Basically, I removed the metal panel area, took the 4 velcro pads from the corners of the particle board off by removing staples and prying them off from their very sticky glue, added a stop with a block of wood and a clamp, and let the trimmer run around the edges to route out the window. I started off lightly, and adjusted the depth each pass. I also had to move that block from side to side, depending on where I was cutting.

After I was done, it looked like this:

I love routing!

Then I took my cordless drill and drilled big holes in the center of each side (except for the bottom which was already curved) and used the jigsaw to cut to the corners, leaving a lip. I wasn't as successful as I'd hoped to be, with the jigsaw blade bending on me, I cut into the router channel a bit too much in some places.
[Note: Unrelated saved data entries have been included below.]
//! Тесты розыгрыша банка.
//!
//! Здесь проверяем:
//! - сплит с нечётной фишкой (по порядку мест после дилера);
//! - победу фолдом без сравнения карт;
//! - добровольное открытие карт и rabbit hunt;
//! - деление банка между двумя бордами run-it-twice.

use holdem_engine::domain::card::{parse_cards, Card};
use holdem_engine::domain::chips::Chips;
use holdem_engine::domain::hand::Phase;
use holdem_engine::domain::player::Player;
use holdem_engine::domain::round::Round;
use holdem_engine::domain::table::TableConfig;
use holdem_engine::domain::PlayerId;
use holdem_engine::engine::showdown::{resolve_run_it_twice, resolve_single_board};
use holdem_engine::engine::{EndReason, EngineError, HandEventKind, PlayerActionKind, TableEngine};
use holdem_engine::infra::rng::PresetDeck;
use holdem_engine::time_ctrl::TimeRules;
use holdem_engine::variants::run_it_twice::{split_for_boards, DualBoard};

fn cards(s: &str) -> Vec<Card> {
    parse_cards(s).expect("valid cards")
}

fn hole(s: &str) -> [Card; 2] {
    let c = cards(s);
    [c[0], c[1]]
}

/// Игрок с картами и вкладом, стек после вклада.
fn showdown_player(id: PlayerId, hand: &str, contribution: u64, folded: bool) -> Player {
    let mut p = Player::new(id, format!("P{id}"), Chips(500));
    p.hole_cards = Some(hole(hand));
    p.total_contribution = Chips(contribution);
    p.folded = folded;
    p
}

/// Раунд на ривере с заданными игроками и бордом.
fn river_round(players: Vec<Player>, board: &str) -> Round {
    let pot: Chips = players.iter().map(|p| p.total_contribution).sum();
    let mut round = Round::waiting(players, Chips(20));
    round.hand_id = 1;
    round.phase = Phase::River;
    round.community_cards = cards(board);
    round.pot.add(pot);
    round.dealer_index = 0;
    round
}

/// Хедз-ап стол с заряженной колодой. Порядок раздачи: игрок 2, игрок 1.
fn heads_up(p2: &str, p1: &str, board: &str) -> TableEngine {
    let deck = PresetDeck::for_hands(&[hole(p2), hole(p1)], &cards(board));
    let mut engine = TableEngine::with_rng(
        1,
        "showdown",
        TableConfig::default(),
        TimeRules::standard(),
        Box::new(deck),
    )
    .expect("valid config");
    engine.seat_player(1, "P1").unwrap();
    engine.seat_player(2, "P2").unwrap();
    engine
}

//
// ====================== СПЛИТ ======================
//

#[test]
fn odd_chip_goes_to_first_winner_after_dealer() {
    // Оба оставшихся играют стрит с борда, игрок 3 сфолдил.
    let players = vec![
        showdown_player(1, "2c 3c", 15, false),
        showdown_player(2, "4h 5h", 15, false),
        showdown_player(3, "6d 7d", 15, true),
    ];
    let mut round = river_round(players, "Ac Kd Qh Js Td");

    let outcome = resolve_single_board(&mut round, EndReason::Showdown).unwrap();

    assert_eq!(outcome.pot, Chips(45));
    assert_eq!(outcome.tiers.len(), 1);
    assert_eq!(outcome.tiers[0].winners, vec![2, 1], "Порядок мест начинается после дилера");
    assert_eq!(outcome.won_by(2), Chips(23), "Лишняя фишка первому после дилера");
    assert_eq!(outcome.won_by(1), Chips(22));
    assert_eq!(outcome.won_by(3), Chips::ZERO);
    assert!(round.pot.total.is_zero());
    assert_eq!(round.player(2).unwrap().chips, Chips(523));
}

#[test]
fn folded_hand_is_ranked_but_never_paid() {
    // У сфолдившего лучшая рука, но банк уходит оставшемуся.
    let players = vec![
        showdown_player(1, "As Ah", 40, true),
        showdown_player(2, "7c 2d", 40, false),
        showdown_player(3, "8c 3d", 40, false),
    ];
    let mut round = river_round(players, "Ac Kd 9h 5s 4d");

    let outcome = resolve_single_board(&mut round, EndReason::Showdown).unwrap();

    assert_eq!(outcome.won_by(1), Chips::ZERO);
    assert_eq!(outcome.won_by(3), Chips(120), "Восьмёрка-старшая бьёт семёрку");
    let folded = outcome.results.iter().find(|r| r.player_id == 1).unwrap();
    assert!(folded.folded);
    assert!(folded.rank.is_some(), "Ранг есть для показа");
}

//
// ====================== ПОБЕДА ФОЛДОМ ======================
//

#[test]
fn fold_win_pays_without_comparing_hands() {
    let mut engine = heads_up("As Ad", "7c 2d", "Kh Qh Jh Th 9h");
    engine.start_game(0).unwrap();

    engine.act(2, PlayerActionKind::Fold, 1_000).unwrap();

    let round = engine.round();
    assert_eq!(round.phase, Phase::Showdown);
    assert!(round.won_by_fold);
    assert!(round.community_cards.is_empty(), "Борд не докладывается");
    assert_eq!(round.player(1).unwrap().chips, Chips(1010));

    let outcome = engine.last_outcome().unwrap();
    assert_eq!(outcome.reason, EndReason::FoldWin);
    assert!(outcome.results.iter().all(|r| r.rank.is_none()), "Карты не сравниваются");

    let events = engine.drain_events();
    assert!(
        !events.iter().any(|e| matches!(e.kind, HandEventKind::CardsShown { .. })),
        "Никто не открывает карты сам по себе"
    );
}

//
// ====================== REVEAL И RABBIT HUNT ======================
//

#[test]
fn reveal_is_allowed_only_after_the_hand() {
    let mut engine = heads_up("As Ad", "7c 2d", "Kh Qh Jh Th 9h");
    engine.start_game(0).unwrap();

    assert_eq!(engine.request_reveal(1, 500), Err(EngineError::RevealNotAllowed));

    engine.act(2, PlayerActionKind::Fold, 1_000).unwrap();
    engine.drain_events();

    engine.request_reveal(1, 1_500).unwrap();
    engine.request_reveal(1, 1_600).unwrap();

    let shown: Vec<[Card; 2]> = engine
        .drain_events()
        .into_iter()
        .filter_map(|e| match e.kind {
            HandEventKind::CardsShown { player_id: 1, cards } => Some(cards),
            _ => None,
        })
        .collect();
    assert_eq!(shown, vec![hole("7c 2d")], "Повторное открытие не дублирует событие");
    assert_eq!(engine.round().shown, vec![1]);
}

#[test]
fn rabbit_hunt_peeks_at_the_missing_board() {
    let mut engine = heads_up("As Ad", "7c 2d", "Kh Qh Jh Th 9h");
    engine.start_game(0).unwrap();
    assert_eq!(
        engine.request_rabbit_hunt(2, 500),
        Err(EngineError::RabbitHuntNotAllowed)
    );

    engine.act(2, PlayerActionKind::Fold, 1_000).unwrap();
    engine.drain_events();

    engine.request_rabbit_hunt(2, 1_500).unwrap();
    engine.request_rabbit_hunt(1, 1_600).unwrap();

    let round = engine.round();
    assert_eq!(round.rabbit_cards, cards("Kh Qh Jh Th 9h"));
    assert!(round.community_cards.is_empty(), "Rabbit hunt не трогает борд");
    assert_eq!(round.player(1).unwrap().chips, Chips(1010), "И не трогает выплаты");

    let hunts = engine
        .drain_events()
        .into_iter()
        .filter(|e| matches!(e.kind, HandEventKind::RabbitHunt { .. }))
        .count();
    assert_eq!(hunts, 1);
    assert_eq!(
        engine.request_rabbit_hunt(9, 1_700),
        Err(EngineError::PlayerNotFound(9))
    );
}

#[test]
fn rabbit_hunt_is_refused_after_a_real_showdown() {
    let mut engine = heads_up("As Ad", "7c 2d", "Kh Qh Jh Th 9h");
    engine.start_game(0).unwrap();
    engine.act(2, PlayerActionKind::Call, 1_000).unwrap();

    // Дальше все чекают до ривера включительно.
    for step in 0..7u64 {
        let id = engine.round().current_player().map(|p| p.id).expect("someone to act");
        engine.act(id, PlayerActionKind::Check, 2_000 + step * 100).unwrap();
    }

    assert_eq!(engine.round().phase, Phase::Showdown);
    assert!(!engine.round().won_by_fold);
    assert_eq!(
        engine.request_rabbit_hunt(1, 3_000),
        Err(EngineError::RabbitHuntNotAllowed)
    );
}

//
// ====================== RUN IT TWICE ======================
//

#[test]
fn run_it_twice_splits_every_tier_between_boards() {
    // Вклады 50 и 51: основной слой 100 и лишняя фишка игрока 2.
    let players = vec![
        showdown_player(1, "As Ad", 50, false),
        showdown_player(2, "Ks Kd", 51, false),
    ];
    let mut round = river_round(players, "2c 7d 9h");
    let dual = DualBoard {
        first: cards("2c 7d 9h Jc 3s"),
        second: cards("2c 7d 9h Kh 4d"),
    };

    let outcome = resolve_run_it_twice(&mut round, &dual).unwrap();

    assert_eq!(outcome.reason, EndReason::RunItTwice);
    assert_eq!(outcome.pot, Chips(101));

    let on_board = |board: u8| -> Chips {
        outcome
            .tiers
            .iter()
            .filter(|t| t.board == board)
            .map(|t| t.amount)
            .sum()
    };
    assert_eq!(on_board(1), Chips(51), "Первому борду большая половина");
    assert_eq!(on_board(2), Chips(50));

    // Первый борд: тузы. Второй: сет королей.
    assert_eq!(outcome.won_by(1), Chips(50));
    assert_eq!(outcome.won_by(2), Chips(51));
    let p2 = outcome.results.iter().find(|r| r.player_id == 2).unwrap();
    assert!(p2.second_rank.is_some());
    assert!(round.pot.total.is_zero());
}

#[test]
fn run_it_twice_halves_differ_by_at_most_one_chip() {
    // Вклады 1/2/3: три нечётных слоя (3, 2, 1), банк 6.
    let players = vec![
        showdown_player(1, "As Ad", 1, false),
        showdown_player(2, "Ks Kd", 2, false),
        showdown_player(3, "Qs Qd", 3, false),
    ];
    let mut round = river_round(players, "2c 7d 9h");
    let dual = DualBoard {
        first: cards("2c 7d 9h Jc 3s"),
        second: cards("2c 7d 9h 4h 5c"),
    };

    let outcome = resolve_run_it_twice(&mut round, &dual).unwrap();

    let on_board = |board: u8| -> Chips {
        outcome
            .tiers
            .iter()
            .filter(|t| t.board == board)
            .map(|t| t.amount)
            .sum()
    };
    assert_eq!(outcome.tiers.len(), 6);
    assert_eq!(on_board(1), Chips(3), "Банк делится пополам целиком, а не слой за слоем");
    assert_eq!(on_board(2), Chips(3));

    // Тузы берут общий слой на обоих бордах, короли средний, дамы свой остаток.
    assert_eq!(outcome.won_by(1), Chips(3));
    assert_eq!(outcome.won_by(2), Chips(2));
    assert_eq!(outcome.won_by(3), Chips(1));
    assert!(round.pot.total.is_zero());
}

#[test]
fn board_halves_always_cover_the_amount() {
    for amount in 0..200u64 {
        let (first, second) = split_for_boards(Chips(amount));
        assert_eq!(first + second, Chips(amount));
        assert!(first >= second);
        assert!(first.0 - second.0 <= 1);
    }
}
I should still have a pretty solid lip to hold the plexi in.


Lots more filing and sanding to do to smooth out that pita known as particle board.

I also tested the plastidip on one of the cut out pieces.

Here it is after 1 coat-
With Flash:


Without Flash:


See how that stuff reacts with the styrofoam I was using as the base? Melted it away! It looks promising, but I'll probably need more coats to cover up that rough particle surface.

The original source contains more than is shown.